In case you were wondering if Ethier is swinging one magical bat during this streak, think again. He has been a walking bat rack.
"I've used all kinds of bats," he said. "The last game on Tuesday, I used three different bats that game, and two different models. Whatever's feeling good at that time. I was talking to one of the reporters, and he said, 'Do you have any superstitions?' I said, 'No, my superstition is to be not superstitious.'
"I show up and I'll make sure I wear something different every day, I'll eat at a different place every day. My routine's the same when I show up at the field, whether it's a streak or not a streak, I do my same stuff, but I'm not taking two steps backward and trying to put on my hat a certain way. I'm making sure I don't complicate what it is, and just have fun with it and enjoy it and not put too much outside pressure on myself."
Maggie Ethier toured the Fan Cave with her husband and said she is "really proud of him, because I truly do feel like he is just enjoying it. Obviously it's going to end. It's not going to last forever. So while it is continuing, he is just enjoying it, having fun with it, and keeping it going as long as he can. As long as he can put balls in play and get a little bit lucky sometimes."
Maggie was a gymnast at Arizona State, and she said she can relate to what he is going through. They are trying to focus on some quiet time. Being "products of the '80s," she said "Rock of Ages" was something they were looking forward to, and really just "some good quality husband-and-wife time together."
"I'm probably a little anxious, because we left the kids with our parents," Maggie said. "So I'm kid-less, which I've never done before. It's scary. But it is nice, because the season is long. Not to complain, because we're extremely blessed, but at the same time it's grueling. ... Kids never get to see their daddy, and I need someone to talk to who's not a child. So it is nice for us to be able to do this once in a while."
Sopko, his roomie for three years back at ASU, called Ethier "same ol Andre."
"He is relaxed. When you talk to him about the streak, he says he goes about his business the same every day, tries not to make it a big deal. That's how it's been the whole time. He'll call his friends or text -- just the same ol' Andre, which is good, one pitch at a time."
Now on the brink of a rare 30-game streak, Ethier said he is ready to resume the chase.
"Any time you have a chance to define your name a little bit, I'd be lying if I said I don't want it to keep going on," Ethier said. "Yeah, I do. But at the same time, I'm not going to go up there and get myself out just trying to get a hit."
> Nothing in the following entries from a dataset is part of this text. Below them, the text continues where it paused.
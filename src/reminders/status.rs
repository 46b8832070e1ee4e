use chrono::NaiveDate;
use serde::{Deserialize, Serialize};
use std::fmt;

/// Reminder horizon used when no other value is configured.
pub const DEFAULT_HORIZON_DAYS: u32 = 15;

/// Derived status of a service relative to a given day.
#[derive(Debug, Clone, Copy, PartialEq, Eq, Hash, Serialize, Deserialize)]
pub enum StatusCategory {
    Expired,
    PaymentOverdue,
    ExpiringSoon,
    Normal,
}

/// Dashboard bucket for a [`StatusCategory`].
#[derive(Debug, Clone, Copy, PartialEq, Eq, PartialOrd, Ord, Hash, Serialize, Deserialize)]
#[serde(rename_all = "lowercase")]
pub enum Color {
    Red,
    Orange,
    Yellow,
    Gray,
}

impl Color {
    pub const ALL: [Color; 4] = [Color::Red, Color::Orange, Color::Yellow, Color::Gray];

    pub fn as_str(&self) -> &'static str {
        match self {
            Color::Red => "red",
            Color::Orange => "orange",
            Color::Yellow => "yellow",
            Color::Gray => "gray",
        }
    }
}

impl fmt::Display for Color {
    fn fmt(&self, f: &mut fmt::Formatter<'_>) -> fmt::Result {
        f.write_str(self.as_str())
    }
}

impl StatusCategory {
    pub fn color(&self) -> Color {
        match self {
            StatusCategory::Expired => Color::Red,
            StatusCategory::PaymentOverdue => Color::Orange,
            StatusCategory::ExpiringSoon => Color::Yellow,
            StatusCategory::Normal => Color::Gray,
        }
    }

    /// Human-readable label shown next to a service.
    pub fn label(&self) -> &'static str {
        match self {
            StatusCategory::Expired => "Expired",
            StatusCategory::PaymentOverdue => "Payment Overdue",
            StatusCategory::ExpiringSoon => "Expiring Soon",
            StatusCategory::Normal => "Active",
        }
    }
}

impl fmt::Display for StatusCategory {
    fn fmt(&self, f: &mut fmt::Formatter<'_>) -> fmt::Result {
        f.write_str(self.label())
    }
}

/// Whole days from `today` until `date`. Negative when `date` is in the past.
pub fn days_until(today: NaiveDate, date: NaiveDate) -> i64 {
    (date - today).num_days()
}

fn within_horizon(today: NaiveDate, date: NaiveDate, horizon_days: u32) -> bool {
    let days = days_until(today, date);
    0 <= days && days <= i64::from(horizon_days)
}

/// Classifies a service. Rules are checked in order and the first match wins:
/// expired, payment overdue, expiring soon, normal.
pub fn classify(
    today: NaiveDate,
    expiry_date: NaiveDate,
    payment_due_date: NaiveDate,
    horizon_days: u32,
) -> StatusCategory {
    if expiry_date < today {
        StatusCategory::Expired
    } else if payment_due_date < today {
        StatusCategory::PaymentOverdue
    } else if within_horizon(today, expiry_date, horizon_days)
        || within_horizon(today, payment_due_date, horizon_days)
    {
        StatusCategory::ExpiringSoon
    } else {
        StatusCategory::Normal
    }
}

/// True when the expiry date is between today and `today + horizon_days`, inclusive.
pub fn is_expiring_soon(today: NaiveDate, expiry_date: NaiveDate, horizon_days: u32) -> bool {
    within_horizon(today, expiry_date, horizon_days)
}

/// True when the payment due date is between today and `today + horizon_days`, inclusive.
pub fn is_payment_due_soon(
    today: NaiveDate,
    payment_due_date: NaiveDate,
    horizon_days: u32,
) -> bool {
    within_horizon(today, payment_due_date, horizon_days)
}

#[cfg(test)]
mod tests {
    use super::*;
    use chrono::Duration;

    fn date(y: i32, m: u32, d: u32) -> NaiveDate {
        NaiveDate::from_ymd_opt(y, m, d).unwrap()
    }

    #[test]
    fn test_expired_takes_precedence_over_payment_overdue() {
        let today = date(2024, 1, 1);
        let status = classify(today, date(2023, 12, 31), date(2023, 12, 1), 15);
        assert_eq!(status, StatusCategory::Expired);
    }

    #[test]
    fn test_expired_regardless_of_payment_date() {
        let today = date(2024, 6, 15);
        let yesterday = today - Duration::days(1);
        for offset in [-30, -1, 0, 1, 10, 365] {
            let payment_due = today + Duration::days(offset);
            assert_eq!(classify(today, yesterday, payment_due, 15), StatusCategory::Expired);
        }
    }

    #[test]
    fn test_payment_overdue_before_expiring_soon() {
        let today = date(2024, 1, 1);
        // Expiry is within the horizon, but the missed payment wins.
        let status = classify(today, date(2024, 1, 5), date(2023, 12, 20), 15);
        assert_eq!(status, StatusCategory::PaymentOverdue);
    }

    #[test]
    fn test_horizon_boundary_is_inclusive() {
        let today = date(2024, 1, 1);
        let far_payment = today + Duration::days(100);
        let at_boundary = classify(today, today + Duration::days(15), far_payment, 15);
        let past_boundary = classify(today, today + Duration::days(16), far_payment, 15);
        assert_eq!(at_boundary, StatusCategory::ExpiringSoon);
        assert_eq!(past_boundary, StatusCategory::Normal);
    }

    #[test]
    fn test_payment_due_soon_alone_flags_expiring_soon() {
        let today = date(2024, 1, 1);
        let status = classify(today, date(2025, 1, 1), date(2024, 1, 3), 15);
        assert_eq!(status, StatusCategory::ExpiringSoon);
    }

    #[test]
    fn test_due_today_is_expiring_soon() {
        let today = date(2024, 1, 1);
        assert_eq!(classify(today, today, date(2025, 1, 1), 15), StatusCategory::ExpiringSoon);
        assert_eq!(classify(today, today, today, 0), StatusCategory::ExpiringSoon);
    }

    #[test]
    fn test_zero_horizon_only_flags_today() {
        let today = date(2024, 1, 1);
        let tomorrow = today + Duration::days(1);
        assert_eq!(classify(today, tomorrow, tomorrow, 0), StatusCategory::Normal);
    }

    #[test]
    fn test_classify_covers_every_combination() {
        let today = date(2024, 3, 1);
        for expiry_offset in -3..=20 {
            for payment_offset in -3..=20 {
                let expiry = today + Duration::days(expiry_offset);
                let payment = today + Duration::days(payment_offset);
                let expected = if expiry_offset < 0 {
                    StatusCategory::Expired
                } else if payment_offset < 0 {
                    StatusCategory::PaymentOverdue
                } else if expiry_offset <= 15 || payment_offset <= 15 {
                    StatusCategory::ExpiringSoon
                } else {
                    StatusCategory::Normal
                };
                assert_eq!(classify(today, expiry, payment, 15), expected);
            }
        }
    }

    #[test]
    fn test_soon_predicates() {
        let today = date(2024, 1, 1);
        assert!(is_expiring_soon(today, today, 15));
        assert!(is_expiring_soon(today, date(2024, 1, 16), 15));
        assert!(!is_expiring_soon(today, date(2024, 1, 17), 15));
        assert!(!is_expiring_soon(today, date(2023, 12, 31), 15));

        assert!(is_payment_due_soon(today, date(2024, 1, 16), 15));
        assert!(!is_payment_due_soon(today, date(2023, 12, 31), 15));
        assert!(!is_payment_due_soon(today, date(2024, 2, 1), 15));
    }

    #[test]
    fn test_max_horizon_does_not_overflow() {
        let today = date(2024, 1, 1);
        assert!(is_expiring_soon(today, NaiveDate::MAX, u32::MAX));
        assert_eq!(
            classify(today, date(3000, 1, 1), date(3000, 1, 1), u32::MAX),
            StatusCategory::ExpiringSoon
        );
    }

    #[test]
    fn test_colors_and_labels() {
        assert_eq!(StatusCategory::Expired.color(), Color::Red);
        assert_eq!(StatusCategory::PaymentOverdue.color(), Color::Orange);
        assert_eq!(StatusCategory::ExpiringSoon.color(), Color::Yellow);
        assert_eq!(StatusCategory::Normal.color(), Color::Gray);
        assert_eq!(StatusCategory::PaymentOverdue.label(), "Payment Overdue");
        assert_eq!(serde_json::to_string(&Color::Gray).unwrap(), "\"gray\"");
    }
}
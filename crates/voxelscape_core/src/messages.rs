//! Tagged text events emitted on state transitions.
//!
//! The session only appends; whoever drains the outbox decides how much
//! history to keep. [`MessageLog`] is the bounded history the headless
//! runner uses.

use std::collections::VecDeque;

use serde::{Deserialize, Serialize};

use crate::components::Timestamp;

/// Greeting every fresh log starts with.
pub const WELCOME_TEXT: &str = "Welcome to VoxelScape.";

/// Severity/category of a message, used by the presentation layer for color.
#[derive(Debug, Clone, Copy, PartialEq, Eq, Hash, Serialize, Deserialize)]
#[serde(rename_all = "snake_case")]
pub enum MessageKind {
    /// Neutral information.
    Info,
    /// Something the player did.
    Action,
    /// Flavor text from examining an object.
    Examine,
    /// The player died.
    Danger,
}

/// One emitted message.
#[derive(Debug, Clone, PartialEq, Eq, Serialize, Deserialize)]
pub struct GameMessage {
    /// Display text.
    pub text: String,
    /// Category.
    pub kind: MessageKind,
    /// Simulation time of emission.
    pub at_ms: Timestamp,
}

impl GameMessage {
    /// Create a message.
    #[must_use]
    pub fn new(text: impl Into<String>, kind: MessageKind, at_ms: Timestamp) -> Self {
        Self {
            text: text.into(),
            kind,
            at_ms,
        }
    }
}

/// Bounded FIFO of recent messages; the oldest entry is dropped when full.
#[derive(Debug, Clone, PartialEq, Eq, Serialize, Deserialize)]
pub struct MessageLog {
    capacity: usize,
    entries: VecDeque<GameMessage>,
}

impl MessageLog {
    /// Create a log holding at most `capacity` messages, seeded with the
    /// welcome greeting.
    ///
    /// A zero capacity is treated as one.
    #[must_use]
    pub fn new(capacity: usize) -> Self {
        let capacity = capacity.max(1);
        let mut entries = VecDeque::with_capacity(capacity);
        entries.push_back(GameMessage::new(WELCOME_TEXT, MessageKind::Info, 0));
        Self { capacity, entries }
    }

    /// Append a message, evicting the oldest if full.
    pub fn push(&mut self, message: GameMessage) {
        if self.entries.len() == self.capacity {
            self.entries.pop_front();
        }
        self.entries.push_back(message);
    }

    /// Append every message from an iterator, in order.
    pub fn extend<I: IntoIterator<Item = GameMessage>>(&mut self, messages: I) {
        for message in messages {
            self.push(message);
        }
    }

    /// Messages from oldest to newest.
    pub fn iter(&self) -> impl Iterator<Item = &GameMessage> {
        self.entries.iter()
    }

    /// Number of retained messages.
    #[must_use]
    pub fn len(&self) -> usize {
        self.entries.len()
    }

    /// Whether no messages are retained.
    #[must_use]
    pub fn is_empty(&self) -> bool {
        self.entries.is_empty()
    }

    /// Most recent message.
    #[must_use]
    pub fn latest(&self) -> Option<&GameMessage> {
        self.entries.back()
    }
}

#[cfg(test)]
mod tests {
    use super::*;

    #[test]
    fn test_log_starts_with_welcome() {
        let log = MessageLog::new(16);
        assert_eq!(log.len(), 1);
        assert_eq!(log.latest().map(|m| m.text.as_str()), Some(WELCOME_TEXT));
    }

    #[test]
    fn test_log_drops_oldest_when_full() {
        let mut log = MessageLog::new(3);
        for i in 0..5 {
            log.push(GameMessage::new(format!("msg {i}"), MessageKind::Action, i));
        }

        let texts: Vec<_> = log.iter().map(|m| m.text.clone()).collect();
        assert_eq!(texts, vec!["msg 2", "msg 3", "msg 4"]);
    }

    #[test]
    fn test_zero_capacity_keeps_latest() {
        let mut log = MessageLog::new(0);
        log.push(GameMessage::new("only", MessageKind::Danger, 1));
        assert_eq!(log.len(), 1);
        assert_eq!(log.latest().map(|m| m.kind), Some(MessageKind::Danger));
    }

    #[test]
    fn test_kind_serializes_snake_case() {
        let json = serde_json::to_string(&MessageKind::Danger).unwrap();
        assert_eq!(json, "\"danger\"");
    }
}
Ethier says he loves talking about the streak and immersing himself in it, but he taped a skit with the Fan Cave guys showing him supposedly resisting the topic at all costs. At one point, he even looks disinterested when a couple of streakers run outside past the glass-walled building.
"I had heard about it a little bit but I was unsure what it exactly is, and it's a pretty neat setup," Ethier said of the Fan Cave. "I like the idea Major League Baseball has here, which is a full dedication to baseball, and it allows people to see some of the passion that goes on in this game. It gives fans a chance to see players like myself in a different environment and have fun and visit some guys who are fans themselves."
Mark Newman is enterprise editor of MLB.com. This story was not subject to the approval of Major League Baseball or its clubs.